Greece - 500 BC.
The Greeks contributed to the knowledge of the Egyptians and began to record and classify the properties and actions of medicinal plants. It was Marsteus who first determined the stimulating and sedative properties of herbal remedies. Some of them attributed to Gerodut, creating the first method of distillation, registering the method of distillation of turpentine about 425 BC. The Greek surgeon Dioskorides wrote his five-volume herbal text, Materia Medica in 78 AD. The book describes the properties and uses of about 600 plants. This text became the main herbal reference, and was translated into Latin and became the standard medical text for the next 1000 years. Aromatic plants share cave procedures for ointments and massage oils for each known condition. It also mentioned important details of the harvest, when the active properties of the plant were the most powerful. Dioscorides discovered that the chemistry of plants varies with the time of day, year, and stage of development. The practice of harvesting plants continues to follow the same practice discovered by Dioscorides in modern modern oil industry.

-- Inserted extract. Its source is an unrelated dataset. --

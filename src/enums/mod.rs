mod status;
mod version;

pub use self::status::Status;
pub use self::version::Version;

The father of holistic medicine Hippocrates was a supporter of massage and recommended a mottled bath and daily massage. Theophrast Lesbos, a student of Plato in a medical school in Athens, mastered the school and widely studied herbal medicine, aromatic plants and resins. He noted that some ancient perfumes, such as the "aromas of roses", did not contain roses at all; and the so-called “marjoram perfume” from Egypt did not contain sweet marjoram. Even in ancient times, expensive botanical preparations were falsified. In his publication Concern Odors, he talks about the many physical and emotional effects of the fragrance. He learned that fragrances have medicinal value.
Rome
The Romans used generous and luxurious tools for the aromas of plants with baths, and the massage was the most famous. By 3 AD Rome was the bathing capital of the world. They especially loved roses and planted grass and rose gardens in foreign countries that they invaded. The famous English gardens are the heritage of the Romans.
The Romans also used aromatic plants for cosmetic procedures, cosmetics, hygiene and
treatment. With the fall of the Roman Empire, doctors fled to Constantinople with books containing the history of medicine, which then went to the Arab world. Europe entered the Dark Ages when advances in aromatic medicine stopped.